_How to complete this task_: Work through the lines below and count those holding "materialized"; reply with the number only.

── Supplied records ──

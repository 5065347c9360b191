//! Mapping engine.
//!
//! The pipeline: [`NodeBuilder`] collects, per entity, field overrides and
//! relationship declarations. [`Mapping::configure`] compiles that tree into
//! one reader template per result set. [`Mapping::parse`] then runs two
//! phases against a [`Cursor`](crate::Cursor):
//!
//! ```text
//! Reading:   for each result set → bind template to column layout → read rows
//! Resolving: for each relationship → hash children by key → probe per parent
//! ```
//!
//! Templates never hold rows; every parse owns its bound readers and
//! materialized row sets, so one `Mapping` serves concurrent parses.

mod bind;
mod builder;
mod parser;
mod reader;
mod relation;
mod rowset;
mod spec;

#[cfg(test)]
pub(crate) mod fixtures;

pub use bind::ColumnLayout;
pub use builder::NodeBuilder;
pub use parser::{Mapping, configure, parse};
pub use relation::{Cardinality, Many, One};
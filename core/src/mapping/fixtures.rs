//! Hand-written entities shared by the mapping unit tests.

use crate::cursor::{MemoryCursor, ResultSet};
use crate::entity::{ColumnField, Entity, FieldRef};
use crate::value::Value;

#[derive(Debug, Default, Clone, PartialEq)]
pub(crate) struct User {
    pub(crate) user_id: i32,
    pub(crate) name: String,
    pub(crate) posts: Vec<Post>,
    pub(crate) avatar: Option<Avatar>,
    pub(crate) session: Option<i32>,
}

impl User {
    pub(crate) const POSTS: FieldRef<User, Vec<Post>> =
        FieldRef::<User, Vec<Post>>::new("posts", |u| &mut u.posts);
    pub(crate) const AVATAR: FieldRef<User, Option<Avatar>> =
        FieldRef::<User, Option<Avatar>>::new("avatar", |u| &mut u.avatar);
    pub(crate) const NAME_FIELD: FieldRef<User, String> =
        FieldRef::<User, String>::new("name", |u| &mut u.name);
    pub(crate) const SESSION: FieldRef<User, Option<i32>> =
        FieldRef::<User, Option<i32>>::new("session", |u| &mut u.session);
}

impl Entity for User {
    const NAME: &'static str = "User";
    const RELATIONS: &'static [&'static str] = &["posts", "avatar"];

    fn columns() -> Vec<ColumnField<Self>> {
        vec![
            ColumnField::<Self>::new("user_id", "UserId", "i32", false, |e, v| {
                e.user_id = v.convert()?;
                Ok(())
            }),
            ColumnField::<Self>::new("name", "Name", "String", false, |e, v| {
                e.name = v.convert()?;
                Ok(())
            }),
            ColumnField::<Self>::new("session", "Session", "Option<i32>", false, |e, v| {
                e.session = v.convert()?;
                Ok(())
            }),
        ]
    }
}

#[derive(Debug, Default, Clone, PartialEq)]
pub(crate) struct Post {
    pub(crate) post_id: i32,
    pub(crate) user_id: i32,
    pub(crate) title: String,
    pub(crate) body: String,
    pub(crate) comments: Vec<Comment>,
}

impl Post {
    pub(crate) const COMMENTS: FieldRef<Post, Vec<Comment>> =
        FieldRef::<Post, Vec<Comment>>::new("comments", |p| &mut p.comments);
    pub(crate) const BODY: FieldRef<Post, String> =
        FieldRef::<Post, String>::new("body", |p| &mut p.body);
}

impl Entity for Post {
    const NAME: &'static str = "Post";
    const RELATIONS: &'static [&'static str] = &["comments"];

    fn columns() -> Vec<ColumnField<Self>> {
        vec![
            ColumnField::<Self>::new("post_id", "PostId", "i32", false, |e, v| {
                e.post_id = v.convert()?;
                Ok(())
            }),
            ColumnField::<Self>::new("user_id", "UserId", "i32", false, |e, v| {
                e.user_id = v.convert()?;
                Ok(())
            }),
            ColumnField::<Self>::new("title", "Title", "String", false, |e, v| {
                e.title = v.convert()?;
                Ok(())
            }),
            ColumnField::<Self>::new("body", "Body", "String", false, |e, v| {
                e.body = v.convert()?;
                Ok(())
            }),
        ]
    }
}

#[derive(Debug, Default, Clone, PartialEq)]
pub(crate) struct Comment {
    pub(crate) comment_id: i32,
    pub(crate) post_id: i32,
    pub(crate) user_id: Option<i32>,
}

impl Entity for Comment {
    const NAME: &'static str = "Comment";

    fn columns() -> Vec<ColumnField<Self>> {
        vec![
            ColumnField::<Self>::new("comment_id", "CommentId", "i32", false, |e, v| {
                e.comment_id = v.convert()?;
                Ok(())
            }),
            ColumnField::<Self>::new("post_id", "PostId", "i32", false, |e, v| {
                e.post_id = v.convert()?;
                Ok(())
            }),
            ColumnField::<Self>::new("user_id", "UserId", "Option<i32>", false, |e, v| {
                e.user_id = v.convert()?;
                Ok(())
            }),
        ]
    }
}

#[derive(Debug, Default, Clone, PartialEq)]
pub(crate) struct Avatar {
    pub(crate) user_id: i32,
    pub(crate) uri: String,
}

impl Avatar {
    pub(crate) const URI: FieldRef<Avatar, String> =
        FieldRef::<Avatar, String>::new("uri", |a| &mut a.uri);
}

impl Entity for Avatar {
    const NAME: &'static str = "Avatar";

    fn columns() -> Vec<ColumnField<Self>> {
        vec![
            ColumnField::<Self>::new("user_id", "UserId", "i32", false, |e, v| {
                e.user_id = v.convert()?;
                Ok(())
            }),
            ColumnField::<Self>::new("uri", "Uri", "String", false, |e, v| {
                e.uri = v.convert()?;
                Ok(())
            }),
        ]
    }
}

pub(crate) fn users() -> ResultSet {
    ResultSet::new(["UserId", "Name"])
        .row([Value::from(1), Value::from("A")])
        .row([Value::from(2), Value::from("B")])
}

pub(crate) fn posts() -> ResultSet {
    ResultSet::new(["PostId", "UserId", "Title", "Body"])
        .row([Value::from(10), Value::from(1), Value::from("P1"), Value::from("b1")])
        .row([Value::from(11), Value::from(2), Value::from("P2"), Value::from("b2")])
}

pub(crate) fn comments() -> ResultSet {
    ResultSet::new(["CommentId", "PostId", "UserId"]).row([
        Value::from(100),
        Value::from(10),
        Value::Null,
    ])
}

pub(crate) fn avatars() -> ResultSet {
    ResultSet::new(["UserId", "Url"]).row([Value::from(1), Value::from("http://a/1.png")])
}

pub(crate) fn cursor(sets: Vec<ResultSet>) -> MemoryCursor {
    MemoryCursor::new(sets)
}
#![cfg(feature = "rusqlite")]

use rowgraph::prelude::*;
use rowgraph::MappingError;

use crate::common::sqlite::{BLOG_QUERY, setup_db};
use crate::common::{Avatar, user_graph};

#[test]
fn test_blog_graph_from_sqlite() {
    let conn = setup_db();
    let mapping = user_graph().unwrap();

    let users = mapping
        .parse(&mut BatchCursor::new(&conn, BLOG_QUERY))
        .unwrap();

    assert_eq!(users.len(), 2);
    let user2 = &users[1];
    assert_eq!(user2.name, "User2");
    assert_eq!(user2.posts.len(), 2);
    let anonymous = &user2.posts[1].comments[1];
    assert_eq!(anonymous.title, "AnonymousComment");
    assert_eq!(anonymous.user_id, None);
    assert_eq!(
        user2.avatar.as_ref().map(|a| a.uri.as_str()),
        Some("http://example.com/img2.png")
    );
}

#[test]
fn test_repeated_executions() {
    let conn = setup_db();
    let mapping = user_graph().unwrap();

    let first = mapping
        .parse(&mut BatchCursor::new(&conn, BLOG_QUERY))
        .unwrap();
    for _ in 0..10 {
        let again = mapping
            .parse(&mut BatchCursor::new(&conn, BLOG_QUERY))
            .unwrap();
        assert_eq!(again, first);
    }
}

#[test]
fn test_select_star_with_extra_column() {
    let conn = setup_db();
    let mapping = Mapping::<Avatar>::configure(|avatar| {
        avatar.rename(Avatar::URI, "Url")?;
        Ok(())
    })
    .unwrap();

    let avatars = mapping
        .parse(&mut BatchCursor::new(&conn, "SELECT * FROM Avatar"))
        .unwrap();

    assert_eq!(
        avatars,
        vec![
            Avatar {
                user_id: 1,
                uri: "http://example.com/img1.png".into(),
                width: 100,
                height: 100,
            },
            Avatar {
                user_id: 2,
                uri: "http://example.com/img2.png".into(),
                width: 100,
                height: 100,
            },
        ]
    );
}

#[test]
fn test_statements_without_columns_are_skipped() {
    let conn = setup_db();
    let mapping = Mapping::<Avatar>::configure(|avatar| {
        avatar.rename(Avatar::URI, "Url")?;
        Ok(())
    })
    .unwrap();

    let avatars = mapping
        .parse(&mut BatchCursor::new(
            &conn,
            "UPDATE Avatar SET Width = 50 WHERE UserId = 2; SELECT * FROM Avatar WHERE UserId = 2;",
        ))
        .unwrap();

    assert_eq!(avatars.len(), 1);
    assert_eq!(avatars[0].width, 50);
}

#[test]
fn test_sql_error_is_reported() {
    let conn = setup_db();
    let mapping = user_graph().unwrap();
    let err = mapping
        .parse(&mut BatchCursor::new(&conn, "SELECT * FROM Nowhere;"))
        .unwrap_err();
    assert!(matches!(err, MappingError::Rusqlite(_)));
}

#[test]
fn test_cursor_walks_result_sets() {
    let conn = setup_db();
    let mut cursor = BatchCursor::new(&conn, "SELECT 1 AS a; SELECT 'x' AS b, NULL AS c;");

    assert!(cursor.advance_result_set().unwrap());
    assert_eq!(cursor.column_name(0).unwrap(), "a");
    assert!(cursor.advance_row().unwrap());
    assert_eq!(cursor.value(0).unwrap().as_i64(), Some(1));
    assert!(!cursor.advance_row().unwrap());

    assert!(cursor.advance_result_set().unwrap());
    assert_eq!(cursor.column_count(), 2);
    assert!(cursor.advance_row().unwrap());
    assert_eq!(cursor.value_by_name("B").unwrap().as_str(), Some("x"));
    assert!(cursor.value(1).unwrap().is_null());

    assert!(!cursor.advance_result_set().unwrap());
}

fn junk_db() -> rusqlite::Connection {
    let conn = rusqlite::Connection::open_in_memory().unwrap();
    conn.execute_batch(
        "CREATE TABLE t (a INTEGER, junk TEXT);
         INSERT INTO t VALUES (1, CAST(x'FF' AS TEXT));",
    )
    .unwrap();
    conn
}

#[test]
fn test_invalid_utf8_text_in_unread_column() {
    #[derive(Entity, Debug, Default, Clone, PartialEq)]
    struct OnlyA {
        a: i64,
        #[entity(ignore)]
        junk: String,
    }

    #[derive(Entity, Debug, Default, Clone, PartialEq)]
    struct RawJunk {
        a: i64,
        junk: Vec<u8>,
    }

    let conn = junk_db();
    let only = Mapping::<OnlyA>::configure(|_| Ok(()))
        .unwrap()
        .parse(&mut BatchCursor::new(&conn, "SELECT a, junk FROM t"))
        .unwrap();
    assert_eq!(only[0].a, 1);

    let raw = Mapping::<RawJunk>::configure(|_| Ok(()))
        .unwrap()
        .parse(&mut BatchCursor::new(&conn, "SELECT a, junk FROM t"))
        .unwrap();
    assert_eq!(raw[0].junk, vec![0xff]);
}

#[test]
fn test_invalid_utf8_text_into_string_names_the_cell() {
    #[derive(Entity, Debug, Default, Clone, PartialEq)]
    struct TextJunk {
        a: i64,
        junk: String,
    }

    let conn = junk_db();
    let err = Mapping::<TextJunk>::configure(|_| Ok(()))
        .unwrap()
        .parse(&mut BatchCursor::new(&conn, "SELECT a, junk FROM t"))
        .unwrap_err();

    match err {
        MappingError::Read {
            result_set,
            row,
            column,
            found,
            ..
        } => assert_eq!((result_set, row, column.as_str(), found), (0, 0, "junk", "BLOB")),
        other => panic!("unexpected error: {other}"),
    }
}
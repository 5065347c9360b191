//! Entity shape descriptors.
//!
//! An [`Entity`] enumerates its column fields once, statically, as a list of
//! [`ColumnField`] descriptors. Each descriptor carries a plain setter
//! function, so rows are materialized without any per-row name lookup.
//! `#[derive(Entity)]` generates the impl together with one [`FieldRef`]
//! constant per field, which the mapping builder uses to name fields.

use core::fmt;

use crate::error::Result;
use crate::value::Value;

/// Assigns a converted cell value to one field of `E`.
pub type Assign<E> = fn(&mut E, Value<'_>) -> Result<()>;

/// Static descriptor of a field that is filled from a column.
pub struct ColumnField<E> {
    /// Rust field name
    pub name: &'static str,
    /// Default column name (the field name unless renamed by attribute)
    pub column: &'static str,
    /// Field type as written in the struct, for diagnostics
    pub type_name: &'static str,
    /// Whether the field tolerates a missing column by default
    pub optional: bool,
    /// Setter converting and storing the cell value
    pub assign: Assign<E>,
}

impl<E> ColumnField<E> {
    pub const fn new(
        name: &'static str,
        column: &'static str,
        type_name: &'static str,
        optional: bool,
        assign: Assign<E>,
    ) -> Self {
        Self {
            name,
            column,
            type_name,
            optional,
            assign,
        }
    }
}

impl<E> Clone for ColumnField<E> {
    fn clone(&self) -> Self {
        *self
    }
}

impl<E> Copy for ColumnField<E> {}

impl<E> fmt::Debug for ColumnField<E> {
    fn fmt(&self, f: &mut fmt::Formatter<'_>) -> fmt::Result {
        f.debug_struct("ColumnField")
            .field("name", &self.name)
            .field("column", &self.column)
            .field("type_name", &self.type_name)
            .field("optional", &self.optional)
            .finish()
    }
}

/// How an entity field participates in mapping.
#[derive(Debug, Clone, Copy, PartialEq, Eq)]
pub enum FieldKind {
    /// Filled from a column of the entity's own result set
    Column,
    /// Filled from another result set by a relationship
    Relation,
    /// Never filled
    Ignored,
}

impl FieldKind {
    pub const fn as_str(self) -> &'static str {
        match self {
            FieldKind::Column => "column",
            FieldKind::Relation => "relation",
            FieldKind::Ignored => "ignored",
        }
    }
}

/// A typed reference to field `name` of `E`, whose type is `T`.
///
/// Generated by `#[derive(Entity)]` as an associated constant named after the
/// field in upper case (`User::POSTS`, `Avatar::URI`).
pub struct FieldRef<E, T> {
    name: &'static str,
    access: fn(&mut E) -> &mut T,
}

impl<E, T> FieldRef<E, T> {
    pub const fn new(name: &'static str, access: fn(&mut E) -> &mut T) -> Self {
        Self { name, access }
    }

    pub const fn name(&self) -> &'static str {
        self.name
    }

    /// Mutable access to the referenced field of `entity`.
    pub fn get_mut<'e>(&self, entity: &'e mut E) -> &'e mut T {
        (self.access)(entity)
    }
}

impl<E, T> Clone for FieldRef<E, T> {
    fn clone(&self) -> Self {
        *self
    }
}

impl<E, T> Copy for FieldRef<E, T> {}

impl<E, T> fmt::Debug for FieldRef<E, T> {
    fn fmt(&self, f: &mut fmt::Formatter<'_>) -> fmt::Result {
        f.debug_tuple("FieldRef").field(&self.name).finish()
    }
}

/// A record type that can be materialized from result set rows.
///
/// Usually derived:
///
/// ```ignore
/// #[derive(Entity, Debug, Default, Clone)]
/// #[entity(rename_all = "PascalCase")]
/// struct User {
///     user_id: i32,
///     name: String,
///     #[entity(relation)]
///     posts: Vec<Post>,
/// }
/// ```
pub trait Entity: Default + Clone + Send + 'static {
    /// Entity name used in diagnostics.
    const NAME: &'static str;

    /// Names of fields filled by relationships.
    const RELATIONS: &'static [&'static str] = &[];

    /// Names of fields never filled.
    const IGNORED: &'static [&'static str] = &[];

    /// Column field descriptors in declaration order.
    fn columns() -> Vec<ColumnField<Self>>;

    /// Classifies the field called `name`, or `None` if there is no such field.
    fn field_kind(name: &str) -> Option<FieldKind> {
        if Self::RELATIONS.contains(&name) {
            Some(FieldKind::Relation)
        } else if Self::IGNORED.contains(&name) {
            Some(FieldKind::Ignored)
        } else if Self::columns().iter().any(|column| column.name == name) {
            Some(FieldKind::Column)
        } else {
            None
        }
    }
}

───

_Answer for the task_: 3